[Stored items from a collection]
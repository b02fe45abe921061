//! Brut bundle format
//!
//! Packs a directory of script sources into one container file and decodes
//! it back into a [`ModuleTable`]:
//! - **collect**: pick source files out of a directory
//! - **codec**: size-gated compression and base64 encoding of payloads
//! - **format**: header layout, magic and version constants
//! - **writer** / **reader**: container assembly and the sequential decoder
//! - **table**: the in-memory name → bytes table served to the interpreter

pub mod codec;
pub mod collect;
pub mod encoder;
pub mod error;
pub mod format;
pub mod reader;
pub mod table;
pub mod writer;

pub use codec::DEFAULT_COMPRESSION_LEVEL;
pub use collect::{collect_sources, SourceFile};
pub use error::BundleError;
pub use format::{
    BundleHeader, DEFAULT_BUNDLE_FILE, ENTRY_POINT, HEADER_SIZE, MAGIC, SOURCE_EXTENSION,
    VERSION_MAJOR, VERSION_MINOR,
};
pub use reader::{load_bundle_file, read_bundle, LoadedBundle};
pub use table::ModuleTable;
pub use writer::{bundle_directory, write_bundle, write_bundle_file, BuildReport, BundleOptions};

__About this task__
Would you please reproduce the entries above word for word?

__Written response__
repository b02fe45abe921061
//! Brut bundle format
//!
//! Packs a directory of script sources into one container file and decodes
//! it back into a [`ModuleTable`]:
//! - **collect**: pick source files out of a directory
//! - **codec**: size-gated compression and base64 encoding of payloads
//! - **format**: header layout, magic and version constants
//! - **writer** / **reader**: container assembly and the sequential decoder
//! - **table**: the in-memory name → bytes table served to the interpreter

pub mod codec;
pub mod collect;
pub mod encoder;
pub mod error;
pub mod format;
pub mod reader;
pub mod table;
pub mod writer;

pub use codec::DEFAULT_COMPRESSION_LEVEL;
pub use collect::{collect_sources, SourceFile};
pub use error::BundleError;
pub use format::{
    BundleHeader, DEFAULT_BUNDLE_FILE, ENTRY_POINT, HEADER_SIZE, MAGIC, SOURCE_EXTENSION,
    VERSION_MAJOR, VERSION_MINOR,
};
pub use reader::{load_bundle_file, read_bundle, LoadedBundle};
pub use table::ModuleTable;
pub use writer::{bundle_directory, write_bundle, write_bundle_file, BuildReport, BundleOptions};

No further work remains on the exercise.